Toutes les structures privées qui reçoivent du public, magasins, aéroports, grandes et moins grandes entreprises, salles de spectacles, tous les organisateurs d'événements privés doivent renforcer leur sécurité et engager au plus vite des dépenses à cette fin.
Du coté de la technologie, il y a les portiques de sécurité, les systèmes d'alarmes, les caméras de surveillance, les générateurs de fumée opaque. Ces systèmes, quasiment absents en France, sont en place depuis longtemps dans la plupart des pays plus « sécuritaires ».

Du coté des ressources humaines, la menace terroriste nécessite beaucoup de patrouilles et de gardes fixes et ce n'est pas la vocation des forces de police et encore moins celle de l'armée Française de patrouiller dans les centres commerciaux ou de garder les salles de spectacles privées.

Une méfiance à l'égard de la sécurité privée

En France les équipes de sécurité privée sont mal équipées, sous-dimensionnées par rapport aux enjeux, mal préparées. Une enquête ad-hoc du Ministère de l'Intérieur comptait 143 000 agents privés en 2011, comparé aux 242 000 policiers et gendarmes.

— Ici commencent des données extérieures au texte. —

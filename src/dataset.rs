use log::{info, warn};
use rand::rngs::StdRng;
use rand::seq::SliceRandom;
use rand::SeedableRng;
use std::collections::HashSet;

use crate::config::ConvertConfig;
use crate::discovery::discover_units;
use crate::error::{Result, UnitRejection};
use crate::io::{setup_output_directories, unit_output_dirs, write_manifests};
use crate::resolver::{resolve_unit, Resolution};
use crate::transcode::transcode_unit;
use crate::types::{AnnotationManifest, ConversionSummary, SceneCameraUnit, SplitData};
use crate::utils::create_progress_bar;

/// Shuffle the units with a seeded RNG and cut the first `floor(ratio * n)` into train
pub fn split_units(units: &[SceneCameraUnit], train_split: f64, seed: u64) -> SplitData {
    let mut shuffled = units.to_vec();
    let mut rng = StdRng::seed_from_u64(seed);
    shuffled.shuffle(&mut rng);

    let num_train = ((shuffled.len() as f64 * train_split).floor() as usize).min(shuffled.len());
    let test_units = shuffled.split_off(num_train);

    SplitData {
        train_units: shuffled,
        test_units,
    }
}

/// Main conversion pipeline: discover, split, resolve, transcode, write manifests
pub fn process_dataset(config: &ConvertConfig) -> Result<ConversionSummary> {
    config.validate()?;

    let output_dirs = setup_output_directories(config)?;

    let units = discover_units(&config.input_roots)?;
    info!("Discovered {} scene/camera units.", units.len());

    let split_data = split_units(&units, config.train_split, config.seed);
    let train_set: HashSet<&SceneCameraUnit> = split_data.train_units.iter().collect();

    let mut summary = ConversionSummary {
        discovered_units: units.len(),
        train_units: split_data.train_units.len(),
        test_units: split_data.test_units.len(),
        ..ConversionSummary::default()
    };

    let mut annotations_train = AnnotationManifest::new();
    let mut annotations_test = AnnotationManifest::new();

    let pb = create_progress_bar(units.len() as u64, "Convert");
    for unit in split_data
        .train_units
        .iter()
        .chain(split_data.test_units.iter())
    {
        pb.set_message(unit.scene_key());

        let files = match resolve_unit(unit, config.alignment)? {
            Resolution::Accepted { files, corrected } => {
                if corrected {
                    info!("Realigned {} to {} frames.", unit, files.frame_count());
                }
                files
            }
            Resolution::Rejected(rejection) => {
                warn!("Skipping {}: {}", unit, rejection);
                match rejection {
                    UnitRejection::MissingModalityDirectory(_) => {
                        summary.skipped_missing_directory += 1
                    }
                    UnitRejection::CountMismatch { .. } => summary.skipped_count_mismatch += 1,
                    UnitRejection::SortOrderAnomaly { .. }
                    | UnitRejection::FrameIndexMismatch { .. } => summary.skipped_misaligned += 1,
                }
                pb.inc(1);
                continue;
            }
        };

        let records = transcode_unit(
            unit,
            &files,
            &unit_output_dirs(&output_dirs, unit),
            &config.category,
            config.depth_range,
            config.object_id,
        )?;

        summary.converted_units += 1;
        summary.frames_written += records.len();

        // Committed only once every frame of the unit is written
        if train_set.contains(unit) {
            annotations_train.insert(unit.scene_key(), records);
        } else {
            annotations_test.insert(unit.scene_key(), records);
        }
        pb.inc(1);
    }
    pb.finish_with_message("Conversion complete");

    info!("Writing annotation files...");
    write_manifests(
        &output_dirs.annotations_dir,
        &config.category,
        &annotations_train,
        &annotations_test,
    )?;

    Ok(summary)
}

Seuls 3% des effectif privés avaient le statut cadre. Les raisons sont multiples, la principale étant la méfiance du public vers tout ce qui est sécurité privée, et la protection du monopole des forces de sécurité publique nationale, y compris envers la police municipale.

L'interdiction du port d'armes pour des professionnels en charge de la protection de la vie des autres est emblématique de ce monopole. Il est bien normal que cette profession soit strictement réglementée mais il peut être intéressant de la développer dans le contexte actuel pour bénéficier rapidement de nouveaux effectifs et de compétences existantes.

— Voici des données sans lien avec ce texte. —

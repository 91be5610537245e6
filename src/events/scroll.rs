use super::SharedState;
use crate::constants::{EV_RESIZE, EV_SCROLL};
use crate::core::markup::PAGE_ROOT_ID;
use crate::core::{background_hsl, element_progress, page_progress};
use crate::dom::{self, Listener};
use crate::page;
use wasm_bindgen::JsCast;
use web_sys as web;

pub fn wire_scroll_tracking(
    window: &web::Window,
    document: &web::Document,
    state: &SharedState,
) -> Vec<Listener> {
    [EV_SCROLL, EV_RESIZE]
        .into_iter()
        .map(|event| {
            let window_cb = window.clone();
            let document_cb = document.clone();
            let state = state.clone();
            Listener::new(window, event, false, move |_ev: web::Event| {
                apply_scroll_effects(&window_cb, &document_cb, &state);
            })
        })
        .collect()
}

/// Recompute page progress, the background hue (on change) and every tracked
/// element's transform/opacity from the current scroll position.
pub fn apply_scroll_effects(window: &web::Window, document: &web::Document, state: &SharedState) {
    let viewport_h = window
        .inner_height()
        .ok()
        .and_then(|v| v.as_f64())
        .unwrap_or(0.0) as f32;
    let scroll_y = window.scroll_y().unwrap_or(0.0) as f32;
    let scroll_h = document
        .document_element()
        .map(|el| el.scroll_height() as f32)
        .unwrap_or(0.0);

    let progress = page_progress(scroll_y, scroll_h, viewport_h);
    // Background only recolours when progress actually moves
    let changed = state.borrow_mut().record_scroll(progress);
    if changed {
        if let Some(root) = dom::html_element_by_id(document, PAGE_ROOT_ID) {
            dom::set_style(&root, "background-color", &background_hsl(progress));
        }
    }

    for (el, kind) in page::tracked_elements(document) {
        let top = layout_top(&el) - scroll_y;
        let height = el.offset_height() as f32;
        let style = kind.style_at(element_progress(top, height, viewport_h));
        dom::set_style(&el, "transform", &style.css_transform());
        dom::set_style(&el, "opacity", &format!("{:.3}", style.opacity));
    }
}

// Document-relative top from layout offsets, so the transforms applied above
// do not feed back into the next measurement.
fn layout_top(el: &web::HtmlElement) -> f32 {
    let mut top = el.offset_top() as f32;
    let mut parent = el.offset_parent();
    while let Some(p) = parent {
        match p.dyn_into::<web::HtmlElement>() {
            Ok(p) => {
                top += p.offset_top() as f32;
                parent = p.offset_parent();
            }
            Err(_) => break,
        }
    }
    top
}
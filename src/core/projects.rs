#[derive(Clone, Debug, PartialEq, Eq)]
pub struct Project {
    pub id: u32,
    pub title: &'static str,
    pub date: &'static str,
    pub description: &'static str,
    pub categories: &'static [&'static str],
    pub images: &'static [&'static str],
    pub color: &'static str,
}

const WIDE_PLACEHOLDER: &str = "/placeholder.svg?height=800&width=1200";
pub const PORTRAIT_IMAGE: &str = "/placeholder.svg?height=600&width=800";

pub static PROJECTS: &[Project] = &[
    Project {
        id: 1,
        title: "Ethereal Visions",
        date: "2024-03-15",
        description: "A series exploring the intersection of dreams and reality through surreal digital compositions.",
        categories: &["Digital Art", "Surrealism"],
        images: &[WIDE_PLACEHOLDER, WIDE_PLACEHOLDER],
        color: "#FFD700",
    },
    Project {
        id: 2,
        title: "Urban Fragments",
        date: "2024-02-28",
        description: "Capturing the essence of city life through fragmented, abstract representations of urban landscapes.",
        categories: &["Mixed Media", "Abstract"],
        images: &[WIDE_PLACEHOLDER, WIDE_PLACEHOLDER, WIDE_PLACEHOLDER],
        color: "#4682B4",
    },
    Project {
        id: 3,
        title: "Chromatic Emotions",
        date: "2024-01-10",
        description: "An exploration of human emotions through vibrant color palettes and expressive brushstrokes.",
        categories: &["Painting", "Expressionism"],
        images: &[WIDE_PLACEHOLDER],
        color: "#FF4500",
    },
];

#[inline]
pub fn project_by_id(id: u32) -> Option<&'static Project> {
    PROJECTS.iter().find(|p| p.id == id)
}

Rediriger les dépenses là où elles sont utiles

La sécurité publique et la sécurité privée ont un coût. Si le coût du premier service est caché dans la masse des dépenses publiques, le second est transparent et pourrait être en partie assumé par ses bénéficiaires. Cela provoquerait automatiquement une augmentation du coût sécuritaire des activités marchandes attirant du public et du prix du service ou de la prestation de divertissement offerte. Une partie du surcoût sera vraisemblablement reportée sur le consommateur ou le spectateur, ce qui pourrait entraîner des fermetures.

Mais ainsi, les ressources de la société seraient redirigées là où elles sont actuellement nécessaires dans notre contexte de guerre contre la terreur.
Les pays comme Israël ou l'Afrique du Sud qui affrontent depuis longtemps un gros défi sécuritaire ont ainsi délégué au privé une partie de la prise en charge de leur propre sécurité. Israël a développé et fait déployé par les compagnies aériennes nationales un système de défense anti-missile sur leurs avions de ligne, après une première attaque de terroristes dotés de missiles sol-air.

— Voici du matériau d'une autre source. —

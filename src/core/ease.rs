#[derive(Clone, Copy, Debug, PartialEq, Eq)]
pub enum Ease {
    Linear,
    OutCubic,
}

impl Ease {
    pub fn apply(self, t: f32) -> f32 {
        let t = t.clamp(0.0, 1.0);
        match self {
            Self::Linear => t,
            Self::OutCubic => 1.0 - (1.0 - t).powi(3),
        }
    }
}

/// Time-based transition between two values that can be retargeted mid-flight.
#[derive(Clone, Debug)]
pub struct Tween {
    from: f32,
    to: f32,
    elapsed: f32,
    duration: f32,
    ease: Ease,
}

impl Tween {
    pub fn settled(value: f32, duration: f32, ease: Ease) -> Self {
        Self {
            from: value,
            to: value,
            elapsed: duration,
            duration,
            ease,
        }
    }

    /// Linear 0 → 1 over `duration`, starting now.
    pub fn fade_in(duration: f32) -> Self {
        let mut t = Self::settled(0.0, duration, Ease::Linear);
        t.retarget(1.0);
        t
    }

    pub fn value(&self) -> f32 {
        if self.duration <= 0.0 {
            return self.to;
        }
        let t = self.ease.apply(self.elapsed / self.duration);
        self.from + (self.to - self.from) * t
    }

    #[inline]
    pub fn target(&self) -> f32 {
        self.to
    }

    pub fn is_done(&self) -> bool {
        self.elapsed >= self.duration
    }

    /// Start heading to `to` from wherever the tween currently is.
    pub fn retarget(&mut self, to: f32) {
        if to == self.to {
            return;
        }
        self.from = self.value();
        self.to = to;
        self.elapsed = 0.0;
    }

    /// Jump to `value` with no transition.
    pub fn snap(&mut self, value: f32) {
        self.from = value;
        self.to = value;
        self.elapsed = self.duration;
    }

    pub fn advance(&mut self, dt_sec: f32) -> f32 {
        if dt_sec > 0.0 {
            self.elapsed = (self.elapsed + dt_sec).min(self.duration);
        }
        self.value()
    }
}
// Custom cursor state: pointer position plus image-hover preview.

use super::constants::{
    CURSOR_HOVER_SCALE, CURSOR_SCALE_SEC, CURSOR_SIZE, PREVIEW_FADE_SEC, PREVIEW_SIZE,
};
use super::ease::{Ease, Tween};
use glam::IVec2;

#[derive(Clone, Copy, Debug, Default, PartialEq, Eq)]
pub enum PointerPhase {
    #[default]
    Idle,
    HoveringImage,
}

#[derive(Clone, Debug, Default, PartialEq, Eq)]
pub struct CursorState {
    pub position: IVec2,
    pub phase: PointerPhase,
    pub preview: String,
}

impl CursorState {
    #[inline]
    pub fn hovering(&self) -> bool {
        self.phase == PointerPhase::HoveringImage
    }

    pub fn pointer_move(&mut self, x: i32, y: i32) {
        self.position = IVec2::new(x, y);
    }

    /// Capture-phase enter on any element. Only images change state.
    pub fn pointer_enter(&mut self, tag_name: &str, src: Option<String>) {
        if !tag_name.eq_ignore_ascii_case("img") {
            return;
        }
        self.phase = PointerPhase::HoveringImage;
        self.preview = src.unwrap_or_default();
    }

    /// Capture-phase leave on any element.
    pub fn pointer_leave(&mut self) {
        self.phase = PointerPhase::Idle;
        self.preview.clear();
    }

    /// Top-left of the overlay so its center sits on the pointer.
    #[inline]
    pub fn overlay_origin(&self) -> IVec2 {
        self.position - IVec2::splat(CURSOR_SIZE / 2)
    }

    #[inline]
    pub fn target_scale(&self) -> f32 {
        if self.hovering() {
            CURSOR_HOVER_SCALE
        } else {
            1.0
        }
    }
}

/// Offset of the preview image inside the overlay so both share a center.
#[inline]
pub fn preview_offset() -> IVec2 {
    IVec2::splat((CURSOR_SIZE - PREVIEW_SIZE) / 2)
}

/// Eased scale of the cursor circle and opacity of the hover preview.
///
/// The preview restarts its fade from 0 each time a hover begins and drops to
/// 0 as soon as the hover ends; the scale eases both ways.
#[derive(Clone, Debug)]
pub struct CursorAnim {
    scale: Tween,
    preview: Tween,
    was_hovering: bool,
}

impl Default for CursorAnim {
    fn default() -> Self {
        Self {
            scale: Tween::settled(1.0, CURSOR_SCALE_SEC, Ease::OutCubic),
            preview: Tween::settled(0.0, PREVIEW_FADE_SEC, Ease::Linear),
            was_hovering: false,
        }
    }
}

impl CursorAnim {
    /// Advance by `dt_sec`; returns `(scale, preview_opacity)`.
    pub fn step(&mut self, cursor: &CursorState, dt_sec: f32) -> (f32, f32) {
        self.scale.retarget(cursor.target_scale());
        let scale = self.scale.advance(dt_sec);

        let hovering = cursor.hovering();
        let opacity = if hovering && !self.was_hovering {
            self.preview = Tween::fade_in(PREVIEW_FADE_SEC);
            self.preview.value()
        } else if hovering {
            self.preview.advance(dt_sec)
        } else {
            self.preview.snap(0.0);
            0.0
        };
        self.was_hovering = hovering;
        (scale, opacity)
    }
}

En Afrique du Sud, les forces de sécurité privées dépassent celles de l'armée régulière et de la police réunies avec un effectif de 400 000 personnes. Aux Etats-Unis, la liberté constitutionnelle de détenir une arme rend de fait le citoyen susceptible de devenir un auxiliaire de la police. En Angleterre, les Jeux Olympiques de 2014 ont utilisé des milliers d'agents de sécurité privée.

Un marché mondial de 150 milliards de dollars

Au delà des pays, les entreprises multinationales ont depuis longtemps confié des missions de sécurité aux forces privées, notamment pour leurs activités dans les pays réputés dangereux. On évalue le marché mondial de la sécurité privée à 150 milliards de dollars en 2009 (Nicolaos Tzifakis, 2012, CES Study). Deux firmes, Securitas et G4S dominent ce marché, avec des effectifs de 900 000 personnes en cumulé.

Des pays émergeants comme la Chine ou le Kenya ont également développé une forte expertise en la matière, et «exportent » des services de protection pour les grandes multinationales.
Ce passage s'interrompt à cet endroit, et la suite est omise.